Don't fear the rise of automated machine learning

There are a wealth of high-quality research tools available in the machine learning open source community. However, as an industry we still lack standardised tooling that helps us put models into production. A lot of the code we produce can be repetitive, and we are still lacking industry-wide standards for things like storing experiment results, building and versioning models, and tracking model performance over time in production.

In the last few years, there have been a number of start-ups and initiatives addressing these issues. In particular, there has been a noticeable rise in the number of companies (Google’s AutoML, DataRobot, SparkBeyond, SigOpt) and open-source solutions (AutoWEKA, auto-sklearn, SMAC) that provide automatic machine learning solutions (in production).

In itself this is a great marker of the professionalisation of machine learning, and it helps democratise the benefits machine learning can bring to a business. As more standardised solutions become available on the market, the technical know-how that is needed to deploy machine learning algorithms becomes more accessible to our colleagues in engineering and colleagues in non-technical disciplines.

Sometimes, these products are however advertised as making the job of a data scientist completely redundant, and that all you need to apply machine learning to your business successfully is a person that knows how to call an API. This can be especially confusing to people with no technical experience. They often believe that data science only covers algorithmic modelling, and therefore can be fully automated. In reality, data scientists should not fear being made redundant anytime soon. Rather, they should welcome the advancements of automated machine learning methods, and the productivity boost they will bring to their workflow.

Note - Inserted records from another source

//! inhibryx-common — Shared types, errors, and configuration used across all Inhibryx crates.

pub mod config;
pub mod error;
pub mod sandbox;

pub use config::AppConfig;
pub use error::{InhibryxError, Result};
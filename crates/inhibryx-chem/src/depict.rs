//! Best-effort 2D depiction.
//!
//! Assigns approximate 2D coordinates (BFS placement with collision
//! avoidance, 120-degree preferred bond angles) and renders the graph to
//! an SVG string. Output is meant for the result page's structure panel,
//! not for publication-quality drawing.

use crate::element::element_by_number;
use crate::molecule::{BondOrder, Molecule};

const BOND_PX: f64 = 38.0;
const PADDING: f64 = 28.0;

/// Render a molecule to an SVG document string.
pub fn to_svg(mol: &Molecule) -> String {
    let coords = layout(mol);

    let xs: Vec<f64> = coords.iter().map(|c| c.0 * BOND_PX).collect();
    let ys: Vec<f64> = coords.iter().map(|c| c.1 * BOND_PX).collect();
    let min_x = xs.iter().cloned().fold(f64::INFINITY, f64::min) - PADDING;
    let min_y = ys.iter().cloned().fold(f64::INFINITY, f64::min) - PADDING;
    let max_x = xs.iter().cloned().fold(f64::NEG_INFINITY, f64::max) + PADDING;
    let max_y = ys.iter().cloned().fold(f64::NEG_INFINITY, f64::max) + PADDING;
    let width = (max_x - min_x).max(2.0 * PADDING);
    let height = (max_y - min_y).max(2.0 * PADDING);

    let mut body = String::new();

    for bond in &mol.bonds {
        let (x1, y1) = (xs[bond.atom1] - min_x, ys[bond.atom1] - min_y);
        let (x2, y2) = (xs[bond.atom2] - min_x, ys[bond.atom2] - min_y);
        match bond.order {
            BondOrder::Single => body.push_str(&line(x1, y1, x2, y2, false)),
            BondOrder::Aromatic => {
                body.push_str(&line(x1, y1, x2, y2, false));
                let (ox, oy) = offset(x1, y1, x2, y2, 4.0);
                body.push_str(&line(x1 + ox, y1 + oy, x2 + ox, y2 + oy, true));
            }
            BondOrder::Double => {
                let (ox, oy) = offset(x1, y1, x2, y2, 2.5);
                body.push_str(&line(x1 + ox, y1 + oy, x2 + ox, y2 + oy, false));
                body.push_str(&line(x1 - ox, y1 - oy, x2 - ox, y2 - oy, false));
            }
            BondOrder::Triple => {
                body.push_str(&line(x1, y1, x2, y2, false));
                let (ox, oy) = offset(x1, y1, x2, y2, 4.0);
                body.push_str(&line(x1 + ox, y1 + oy, x2 + ox, y2 + oy, false));
                body.push_str(&line(x1 - ox, y1 - oy, x2 - ox, y2 - oy, false));
            }
        }
    }

    for (i, atom) in mol.atoms.iter().enumerate() {
        if atom.atomic_number == 6 && atom.formal_charge == 0 {
            continue;
        }
        let symbol = element_by_number(atom.atomic_number)
            .map(|e| e.symbol)
            .unwrap_or("?");
        let mut label = symbol.to_string();
        let h = atom.hydrogens();
        if h == 1 {
            label.push('H');
        } else if h > 1 {
            label.push_str(&format!("H{}", h));
        }
        match atom.formal_charge {
            0 => {}
            1 => label.push('+'),
            -1 => label.push('-'),
            c if c > 1 => label.push_str(&format!("{}+", c)),
            c => label.push_str(&format!("{}-", -c)),
        }
        let (x, y) = (xs[i] - min_x, ys[i] - min_y);
        body.push_str(&format!(
            r##"<circle cx="{:.1}" cy="{:.1}" r="10" fill="white"/><text x="{:.1}" y="{:.1}" text-anchor="middle" dominant-baseline="central" font-size="13" font-family="sans-serif" fill="#1a3c6e">{}</text>"##,
            x, y, x, y, label
        ));
    }

    format!(
        r#"<svg xmlns="http://www.w3.org/2000/svg" viewBox="0 0 {:.0} {:.0}" width="{:.0}" height="{:.0}">{}</svg>"#,
        width, height, width, height, body
    )
}

fn line(x1: f64, y1: f64, x2: f64, y2: f64, dashed: bool) -> String {
    let dash = if dashed { r#" stroke-dasharray="4 3""# } else { "" };
    format!(
        r##"<line x1="{:.1}" y1="{:.1}" x2="{:.1}" y2="{:.1}" stroke="#333" stroke-width="1.6"{}/>"##,
        x1, y1, x2, y2, dash
    )
}

/// Perpendicular offset of magnitude `d` for drawing parallel bond lines.
fn offset(x1: f64, y1: f64, x2: f64, y2: f64, d: f64) -> (f64, f64) {
    let dx = x2 - x1;
    let dy = y2 - y1;
    let len = (dx * dx + dy * dy).sqrt().max(1e-6);
    (-dy / len * d, dx / len * d)
}

/// Assign approximate 2D coordinates in bond-length units.
fn layout(mol: &Molecule) -> Vec<(f64, f64)> {
    let n = mol.atom_count();
    let mut coords: Vec<Option<(f64, f64)>> = vec![None; n];
    let mut fragment_right_edge = 0.0f64;

    for start in 0..n {
        if coords[start].is_some() {
            continue;
        }
        // New fragment: root to the right of everything placed so far.
        let origin_x = if fragment_right_edge == 0.0 { 0.0 } else { fragment_right_edge + 1.8 };
        coords[start] = Some((origin_x, 0.0));
        let mut queue = std::collections::VecDeque::new();
        queue.push_back(start);

        while let Some(curr) = queue.pop_front() {
            let (cx, cy) = coords[curr].unwrap();
            // Direction back to an already-placed neighbor, if any.
            let incoming = mol.adjacency[curr]
                .iter()
                .filter_map(|&(nb, _)| coords[nb])
                .map(|(px, py)| (py - cy).atan2(px - cx))
                .next()
                .unwrap_or(std::f64::consts::PI);

            let preferred = [
                incoming + 2.0 * std::f64::consts::FRAC_PI_3,
                incoming - 2.0 * std::f64::consts::FRAC_PI_3,
                incoming + std::f64::consts::FRAC_PI_3,
                incoming - std::f64::consts::FRAC_PI_3,
                incoming + std::f64::consts::PI,
                incoming + std::f64::consts::FRAC_PI_2,
                incoming - std::f64::consts::FRAC_PI_2,
            ];

            for &(nb, _) in &mol.adjacency[curr] {
                if coords[nb].is_some() {
                    continue;
                }
                let placed: Vec<(f64, f64)> = coords.iter().flatten().cloned().collect();
                let position = preferred
                    .iter()
                    .map(|&angle| (cx + angle.cos(), cy + angle.sin()))
                    .find(|&(x, y)| {
                        placed
                            .iter()
                            .all(|&(px, py)| ((px - x).powi(2) + (py - y).powi(2)).sqrt() > 0.45)
                    })
                    .unwrap_or((cx + incoming.cos() * -1.0, cy + incoming.sin() * -1.0));
                coords[nb] = Some(position);
                queue.push_back(nb);
            }
        }

        fragment_right_edge = coords
            .iter()
            .flatten()
            .map(|&(x, _)| x)
            .fold(fragment_right_edge, f64::max);
    }

    coords.into_iter().map(|c| c.unwrap_or((0.0, 0.0))).collect()
}

#[cfg(test)]
mod tests {
    use super::*;
    use crate::molecule::Molecule;

    #[test]
    fn test_svg_document_shape() {
        let mol = Molecule::parse("CCO").unwrap();
        let svg = to_svg(&mol);
        assert!(svg.starts_with("<svg"));
        assert!(svg.ends_with("</svg>"));
        // two bonds, one heteroatom label
        assert_eq!(svg.matches("<line").count(), 2);
        assert!(svg.contains(">OH</text>"));
    }

    #[test]
    fn test_every_atom_gets_coordinates() {
        let mol = Molecule::parse("CC(=O)Oc1ccccc1C(=O)O").unwrap();
        let coords = layout(&mol);
        assert_eq!(coords.len(), mol.atom_count());
        // no two atoms on the same point
        for i in 0..coords.len() {
            for j in (i + 1)..coords.len() {
                let d = ((coords[i].0 - coords[j].0).powi(2)
                    + (coords[i].1 - coords[j].1).powi(2))
                .sqrt();
                assert!(d > 0.1, "atoms {} and {} overlap", i, j);
            }
        }
    }

    #[test]
    fn test_double_bond_draws_two_lines() {
        let mol = Molecule::parse("C=C").unwrap();
        let svg = to_svg(&mol);
        assert_eq!(svg.matches("<line").count(), 2);
    }

    #[test]
    fn test_charged_atom_label() {
        let mol = Molecule::parse("[NH4+]").unwrap();
        let svg = to_svg(&mol);
        assert!(svg.contains("NH4+"));
    }
}
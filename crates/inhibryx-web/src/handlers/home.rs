//! Home page.

use axum::extract::State;
use axum::response::Html;

use crate::handlers::page;
use crate::state::SharedState;

pub async fn home_page(State(state): State<SharedState>) -> Html<String> {
    let target_count = state.pipeline.registry().target_count();
    let body = format!(
        r#"<div class="card">
    <h1>Inhibryx — Predicting Drug Bioactivity</h1>
    <p>Inhibryx predicts pIC50 values for inhibitors of human protein targets from
    pretrained machine-learning models. Enter a compound as a SMILES string, pick a
    target protein and a feature representation, and get back the predicted potency,
    the inhibition dose, a 2D structure rendering, and structurally similar compounds
    from ChEMBL.</p>
    <ul>
        <li><strong>Predict pIC50 values</strong> against {targets} human protein targets.</li>
        <li><strong>Descriptor and fingerprint options</strong> — physicochemical
            descriptors or 2048-bit Morgan fingerprints as the model input.</li>
        <li><strong>2D structure visualisation</strong> for every submitted compound.</li>
        <li><strong>Similar compound identification</strong> at a minimum of 70%
            structural similarity, live from the ChEMBL database.</li>
        <li><strong>Batch mode</strong> — upload a CSV with a SMILES column and download
            the predictions.</li>
    </ul>
    <p><a href="/predict">Start with a single prediction →</a></p>
</div>"#,
        targets = target_count
    );
    Html(page("Home", &body))
}
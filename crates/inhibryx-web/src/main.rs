//! Inhibryx Web Server
//!
//! Run with: cargo run -p inhibryx-web

use std::net::SocketAddr;

use tracing::{info, Level};
use tracing_subscriber::FmtSubscriber;

use inhibryx_common::AppConfig;

#[tokio::main]
async fn main() -> anyhow::Result<()> {
    let subscriber = FmtSubscriber::builder()
        .with_max_level(Level::INFO)
        .finish();
    tracing::subscriber::set_global_default(subscriber)?;

    info!("Starting Inhibryx Web Server...");

    let config = AppConfig::load("inhibryx.toml")?;
    let addr: SocketAddr = format!("{}:{}", config.server.host, config.server.port).parse()?;

    let state = inhibryx_web::state::AppState::new(config)?;
    info!(
        targets = state.pipeline.registry().target_count(),
        "Model catalog ready"
    );

    let app = inhibryx_web::router::build_router(state);

    info!("Server listening on http://{}", addr);
    let listener = tokio::net::TcpListener::bind(addr).await?;
    axum::serve(listener, app).await?;

    Ok(())
}
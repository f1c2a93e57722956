//! Ring perception.
//!
//! Finds a smallest-set-of-smallest-rings approximation: for every bond,
//! the shortest cycle through that bond (BFS with the bond removed),
//! deduplicated and truncated to the cyclomatic number.

use std::collections::VecDeque;

use crate::molecule::Molecule;

/// Ring membership summary for a molecule.
#[derive(Debug, Clone)]
pub struct RingInfo {
    /// Atom index sets, one per perceived ring, smallest rings first.
    pub rings: Vec<Vec<usize>>,
    /// Per-atom ring membership.
    pub atom_in_ring: Vec<bool>,
    /// Per-bond ring membership.
    pub bond_in_ring: Vec<bool>,
}

impl RingInfo {
    pub fn ring_count(&self) -> usize {
        self.rings.len()
    }

    /// Rings whose atoms are all aromatic.
    pub fn aromatic_ring_count(&self, mol: &Molecule) -> usize {
        self.rings
            .iter()
            .filter(|ring| ring.iter().all(|&i| mol.atoms[i].is_aromatic))
            .count()
    }

    pub fn aliphatic_ring_count(&self, mol: &Molecule) -> usize {
        self.ring_count() - self.aromatic_ring_count(mol)
    }
}

/// Perceive rings for a molecule.
pub fn perceive(mol: &Molecule) -> RingInfo {
    let n_atoms = mol.atom_count();
    let n_bonds = mol.bond_count();
    let components = count_components(mol);
    let cyclomatic = (n_bonds + components).saturating_sub(n_atoms);

    let mut rings: Vec<Vec<usize>> = Vec::new();
    if cyclomatic > 0 {
        let mut candidates: Vec<Vec<usize>> = (0..n_bonds)
            .filter_map(|bi| shortest_cycle_through(mol, bi))
            .collect();
        candidates.sort_by_key(|r| r.len());
        for cycle in candidates {
            let mut sorted = cycle.clone();
            sorted.sort_unstable();
            if rings.iter().any(|r: &Vec<usize>| {
                let mut rs = r.clone();
                rs.sort_unstable();
                rs == sorted
            }) {
                continue;
            }
            rings.push(cycle);
            if rings.len() == cyclomatic {
                break;
            }
        }
    }

    let mut atom_in_ring = vec![false; n_atoms];
    let mut bond_in_ring = vec![false; n_bonds];
    for ring in &rings {
        for &a in ring {
            atom_in_ring[a] = true;
        }
        for w in 0..ring.len() {
            let a = ring[w];
            let b = ring[(w + 1) % ring.len()];
            if let Some(&(_, bi)) = mol.adjacency[a].iter().find(|&&(nb, _)| nb == b) {
                bond_in_ring[bi] = true;
            }
        }
    }

    RingInfo { rings, atom_in_ring, bond_in_ring }
}

/// Shortest cycle containing bond `bi`, as an ordered atom walk, found
/// by BFS between the bond's endpoints with the bond itself removed.
fn shortest_cycle_through(mol: &Molecule, bi: usize) -> Option<Vec<usize>> {
    let bond = &mol.bonds[bi];
    let (src, dst) = (bond.atom1, bond.atom2);

    let mut parent = vec![usize::MAX; mol.atom_count()];
    let mut seen = vec![false; mol.atom_count()];
    let mut queue = VecDeque::new();
    seen[src] = true;
    queue.push_back(src);

    while let Some(curr) = queue.pop_front() {
        if curr == dst {
            break;
        }
        for &(nb, nbi) in &mol.adjacency[curr] {
            if nbi == bi || seen[nb] {
                continue;
            }
            seen[nb] = true;
            parent[nb] = curr;
            queue.push_back(nb);
        }
    }

    if !seen[dst] {
        return None;
    }

    let mut walk = vec![dst];
    let mut curr = dst;
    while curr != src {
        curr = parent[curr];
        walk.push(curr);
    }
    Some(walk)
}

fn count_components(mol: &Molecule) -> usize {
    let n = mol.atom_count();
    let mut visited = vec![false; n];
    let mut count = 0;
    for start in 0..n {
        if visited[start] {
            continue;
        }
        count += 1;
        let mut queue = VecDeque::new();
        queue.push_back(start);
        visited[start] = true;
        while let Some(curr) = queue.pop_front() {
            for &(neighbor, _) in &mol.adjacency[curr] {
                if !visited[neighbor] {
                    visited[neighbor] = true;
                    queue.push_back(neighbor);
                }
            }
        }
    }
    count
}

#[cfg(test)]
mod tests {
    use super::*;
    use crate::molecule::Molecule;

    #[test]
    fn test_acyclic_has_no_rings() {
        let mol = Molecule::parse("CCO").unwrap();
        let info = perceive(&mol);
        assert_eq!(info.ring_count(), 0);
        assert!(info.atom_in_ring.iter().all(|&b| !b));
    }

    #[test]
    fn test_benzene_one_aromatic_ring() {
        let mol = Molecule::parse("c1ccccc1").unwrap();
        let info = perceive(&mol);
        assert_eq!(info.ring_count(), 1);
        assert_eq!(info.rings[0].len(), 6);
        assert_eq!(info.aromatic_ring_count(&mol), 1);
        assert!(info.bond_in_ring.iter().all(|&b| b));
    }

    #[test]
    fn test_naphthalene_two_rings() {
        let mol = Molecule::parse("c1ccc2ccccc2c1").unwrap();
        let info = perceive(&mol);
        assert_eq!(info.ring_count(), 2);
        assert!(info.rings.iter().all(|r| r.len() == 6));
        assert_eq!(info.aromatic_ring_count(&mol), 2);
    }

    #[test]
    fn test_cyclohexane_aliphatic() {
        let mol = Molecule::parse("C1CCCCC1").unwrap();
        let info = perceive(&mol);
        assert_eq!(info.ring_count(), 1);
        assert_eq!(info.aromatic_ring_count(&mol), 0);
        assert_eq!(info.aliphatic_ring_count(&mol), 1);
    }

    #[test]
    fn test_toluene_substituent_outside_ring() {
        let mol = Molecule::parse("Cc1ccccc1").unwrap();
        let info = perceive(&mol);
        assert_eq!(info.ring_count(), 1);
        assert!(!info.atom_in_ring[0]);
    }
}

Automated machine learning methods will not replace specialised experts because the set of tasks they solve are only a relatively small part of a data scientist’s overall workflow. A data scientist has a number of engineering-focussed tasks, such as collecting data, building data engineering pipelines, and designing algorithms, some of which can potentially be automated. However, as a data scientist you are also often a consultant to the wider business. With that comes a range of challenges that is less often discussed when we talk about the job of a data scientist. In most non-data-driven businesses (and therefore most businesses), a lot of time is spent on convincing the business of the merits of your model, setting up the right infrastructure for your software to run on, scoping of projects and holding constant communication updates with all the relevant stakeholders. None of the latter set of responsibilities can be automated by machine learning.

Life in the machine

To understand this a bit better, we can look at a project a data scientist may work on in his or her career that I think reflects many industry data science projects. Imagine a data scientist, called Sarah, working for a company that provides car loans. Customers are charged an interest rate for the principal value on the loan, and this interest rate is set by the internal pricing team. Her task is to deploy a pricing algorithm, that recommends the optimal interest rate for a customer, based on the available characteristics for that customer.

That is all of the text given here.